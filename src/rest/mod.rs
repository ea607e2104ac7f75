pub mod response;
mod verbs;

use std::sync::Arc;

use reqwest::header::{HeaderValue, CONTENT_TYPE};
use reqwest::{Body, Client, Method, Request};
use serde::de::DeserializeOwned;
use tracing::{debug, warn};
use url::Url;

use crate::config::{ClientConfig, ClientOptions, RequestOptions};
use crate::error::{RestError, Result};
use crate::hooks::{Hooks, SubscriptionId};

pub use response::{is_success_status, resolve, Response, SUCCESS_STATUSES};

/// REST client bound to a fixed base URL.
///
/// Every verb method issues exactly one request and resolves exactly once.
/// Concurrent calls share nothing but the read-only configuration and the
/// hook registry.
#[derive(Debug)]
pub struct RestClient {
    client: Client,
    config: ClientConfig,
    hooks: Hooks,
}

impl RestClient {
    pub fn new(base_url: impl Into<String>, options: ClientOptions) -> Self {
        Self::with_http_client(base_url, options, Client::new())
    }

    /// Build a client on top of an existing `reqwest::Client`.
    pub fn with_http_client(
        base_url: impl Into<String>,
        options: ClientOptions,
        client: Client,
    ) -> Self {
        Self {
            client,
            config: ClientConfig::new(base_url, options),
            hooks: Hooks::default(),
        }
    }

    pub fn base_url(&self) -> &str {
        &self.config.base_url
    }

    /// Base URL and default options this client was built with.
    pub fn config(&self) -> &ClientConfig {
        &self.config
    }

    /// Register a hook that runs on every newly created request, before it
    /// is sent. Returns an id for [`unsubscribe`](Self::unsubscribe).
    pub fn subscribe<F>(&self, hook: F) -> SubscriptionId
    where
        F: Fn(&mut Request) + Send + Sync + 'static,
    {
        self.hooks.subscribe(Arc::new(hook))
    }

    /// Remove a hook. Returns `false` if it was not registered.
    pub fn unsubscribe(&self, id: SubscriptionId) -> bool {
        self.hooks.unsubscribe(id)
    }

    pub fn subscriber_count(&self) -> usize {
        self.hooks.len()
    }

    /// Send one request to `base_url + path` and resolve its outcome.
    async fn dispatch<T: DeserializeOwned>(
        &self,
        path: String,
        method: Method,
        body: Option<String>,
        options: Option<&RequestOptions>,
    ) -> Result<Response<T>> {
        let url = Url::parse(&format!("{}{}", self.config.base_url, path))?;
        let options = self.config.merged(options);

        let mut request = Request::new(method.clone(), url.clone());
        self.hooks.emit_create(&mut request);

        // Method and URL are fixed once hooks have run.
        *request.method_mut() = method;
        *request.url_mut() = url;

        request
            .headers_mut()
            .insert(CONTENT_TYPE, HeaderValue::from_static("application/json"));
        if let Some(headers) = &options.headers {
            let extra = headers.to_header_map()?;
            for name in extra.keys() {
                request.headers_mut().remove(name);
            }
            for (name, value) in &extra {
                request.headers_mut().append(name.clone(), value.clone());
            }
        }

        if let Some(timeout) = options.effective_timeout() {
            *request.timeout_mut() = Some(timeout);
        }

        *request.body_mut() = body.map(Body::from);

        let method = request.method().clone();
        let url = request.url().clone();
        debug!(%method, %url, "sending request");

        let response = self.client.execute(request).await.map_err(|e| {
            warn!(%method, %url, error = %e, "request failed without a response");
            RestError::Transport(e)
        })?;

        let status = response.status();
        let text = response.text().await.map_err(|e| {
            warn!(%method, %url, status = status.as_u16(), error = %e, "failed to read response body");
            RestError::Transport(e)
        })?;
        debug!(%method, %url, status = status.as_u16(), bytes = text.len(), "request completed");

        let outcome = resolve(status, &text);
        if let Err(e) = &outcome {
            warn!(%method, %url, error = %e, "request rejected");
        }
        outcome
    }
}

··········

Count how many lines of the listing above include "impl" and report that number alone.

3